# [Task description]
Where the records below show a line containing "with default configuration.", start copying; end with the line containing "is cleared and", and copy it too.

Stored data entries
• • • •

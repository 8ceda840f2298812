//! Sync orchestrator: imports selected remote-only products.
//!
//! For every selected product that only exists in the remote food database,
//! the [`SyncService`] asks its [`ProductImporter`] to import it by barcode,
//! with at most `SyncConfig::concurrency` imports in flight. Each imported
//! canonical record is merged into the caller's [`ProductCollection`] by
//! barcode; failed imports leave their product untouched (still remote-only).
//!
//! Failures are counted, never retried within a run, and never stop other
//! imports. Progress is recorded as each import completes.
//!
//! # Example
//!
//! ```ignore
//! use foodflow_core::{ProgressTracker, SyncService, TracingReporter};
//!
//! let service = SyncService::new(client);
//! let tracker = ProgressTracker::new();
//! let summary = service
//!     .sync_selected(&mut products, &mut selection, &tracker, &TracingReporter)
//!     .await?;
//! println!("{}", summary.message());
//! ```

use std::collections::HashSet;

use tokio_util::sync::CancellationToken;

use crate::collection::{ProductCollection, Selection};
use crate::config::SyncConfig;
use crate::error::AppError;
use crate::pool::run_bounded_with;
use crate::progress::{ProgressReporter, ProgressTracker, RunEvent, RunKind, SilentReporter};
use crate::traits::ProductImporter;

/// Result of a sync run.
#[derive(Debug, Default, Clone, Copy, PartialEq, Eq)]
pub struct SyncSummary {
    /// Products imported and merged.
    pub synced: usize,
    /// Products whose import failed (or never ran because of cancellation).
    pub failed: usize,
    /// True if the run was cancelled before every import was attempted.
    pub cancelled: bool,
}

impl SyncSummary {
    pub fn total(&self) -> usize {
        self.synced + self.failed
    }

    /// One-line end-of-run notification.
    pub fn message(&self) -> String {
        let mut msg = format!("Synced {} product(s)", self.synced);
        if self.failed > 0 {
            msg.push_str(&format!(", {} failed", self.failed));
        }
        if self.cancelled {
            msg.push_str(" (cancelled)");
        }
        msg
    }
}

/// Service importing selected remote-only products.
///
/// # Type Parameters
///
/// * `I` - Importer implementation (e.g., the HTTP backend client)
pub struct SyncService<I: ProductImporter> {
    importer: I,
    config: SyncConfig,
}

impl<I> Clone for SyncService<I>
where
    I: ProductImporter + Clone,
{
    fn clone(&self) -> Self {
        Self {
            importer: self.importer.clone(),
            config: self.config.clone(),
        }
    }
}

impl<I: ProductImporter> SyncService<I> {
    /// Creates a sync service with default configuration.
    pub fn new(importer: I) -> Self {
        Self {
            importer,
            config: SyncConfig::default(),
        }
    }

    /// Creates a sync service with custom configuration.
    pub fn with_config(importer: I, config: SyncConfig) -> Self {
        Self { importer, config }
    }

    pub fn config(&self) -> &SyncConfig {
        &self.config
    }

    /// Imports every selected remote-only product and merges the results.
    ///
    /// Selected ids that are unknown or already local are ignored. With
    /// nothing to import the call returns an empty summary without touching
    /// the tracker, the collection or the selection. Otherwise, once every
    /// import has an outcome, the selection is cleared and
    /// [`RunEvent::RefreshRequested`] is emitted: merged records are
    /// provisional and the caller should reload from the backend.
    ///
    /// # Errors
    ///
    /// Only [`AppError::RunInProgress`] if `tracker` already has an active
    /// run. Import failures are counted in the summary.
    pub async fn sync_selected<R: ProgressReporter>(
        &self,
        collection: &mut ProductCollection,
        selection: &mut Selection,
        tracker: &ProgressTracker,
        reporter: &R,
    ) -> Result<SyncSummary, AppError> {
        self.sync_selected_cancellable(
            collection,
            selection,
            tracker,
            reporter,
            CancellationToken::new(), // never cancelled
        )
        .await
    }

    /// Same as [`sync_selected`](Self::sync_selected) without progress events.
    pub async fn sync_selected_silent(
        &self,
        collection: &mut ProductCollection,
        selection: &mut Selection,
        tracker: &ProgressTracker,
    ) -> Result<SyncSummary, AppError> {
        self.sync_selected(collection, selection, tracker, &SilentReporter)
            .await
    }

    /// Same as [`sync_selected`](Self::sync_selected), with cancellation.
    ///
    /// On cancellation no new imports start, in-flight imports complete and
    /// are merged, and imports never started are counted as failed.
    pub async fn sync_selected_cancellable<R: ProgressReporter>(
        &self,
        collection: &mut ProductCollection,
        selection: &mut Selection,
        tracker: &ProgressTracker,
        reporter: &R,
        cancel_token: CancellationToken,
    ) -> Result<SyncSummary, AppError> {
        let codes = remote_codes(collection, selection);
        if codes.is_empty() {
            tracing::info!(
                selected = selection.len(),
                "No remote products selected to sync"
            );
            return Ok(SyncSummary::default());
        }

        let total = codes.len();
        let run = tracker.start(total)?;
        reporter.report(RunEvent::RunStarted {
            kind: RunKind::Sync,
            total,
        });

        let outcomes = run_bounded_with(
            codes.clone(),
            self.config.concurrency,
            &cancel_token,
            |code| async move { self.importer.import_product(&code).await },
            |index, outcome| {
                let progress = match outcome {
                    Ok(_) => run.record_success(1),
                    Err(e) => {
                        tracing::warn!(code = %codes[index], error = %e, "Product import failed");
                        run.record_failure(1)
                    }
                };
                reporter.report(RunEvent::UnitCompleted {
                    kind: RunKind::Sync,
                    index,
                    size: 1,
                    error: outcome.as_ref().err(),
                    progress,
                });
            },
        )
        .await;

        let mut summary = SyncSummary::default();
        for (code, outcome) in codes.iter().zip(outcomes) {
            match outcome {
                Ok(product) => {
                    if product.code != *code {
                        tracing::warn!(
                            requested = %code,
                            returned = %product.code,
                            "Imported product has a different barcode"
                        );
                    }
                    collection.merge_canonical(product);
                    summary.synced += 1;
                }
                Err(AppError::Cancelled) => {
                    summary.failed += 1;
                    summary.cancelled = true;
                }
                Err(_) => summary.failed += 1,
            }
        }

        let progress = run.finish();
        selection.clear();

        reporter.report(RunEvent::RunFinished {
            kind: RunKind::Sync,
            progress,
            cancelled: summary.cancelled,
        });
        reporter.report(RunEvent::RefreshRequested);

        Ok(summary)
    }
}

/// Barcodes of the selected products that are remote-only, in selection
/// order, each at most once.
fn remote_codes(collection: &ProductCollection, selection: &Selection) -> Vec<String> {
    let mut seen = HashSet::new();
    selection
        .ids()
        .iter()
        .filter_map(|id| collection.get(id))
        .filter(|p| p.remote)
        .filter(|p| seen.insert(p.code.as_str()))
        .map(|p| p.code.clone())
        .collect()
}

• • • •

# [Response to the task]
    /// Creates a sync service with default configuration.
    pub fn new(importer: I) -> Self {
        Self {
            importer,
            config: SyncConfig::default(),
        }
    }

    /// Creates a sync service with custom configuration.
    pub fn with_config(importer: I, config: SyncConfig) -> Self {
        Self { importer, config }
    }

    pub fn config(&self) -> &SyncConfig {
        &self.config
    }

    /// Imports every selected remote-only product and merges the results.
    ///
    /// Selected ids that are unknown or already local are ignored. With
    /// nothing to import the call returns an empty summary without touching
    /// the tracker, the collection or the selection. Otherwise, once every
    /// import has an outcome, the selection is cleared and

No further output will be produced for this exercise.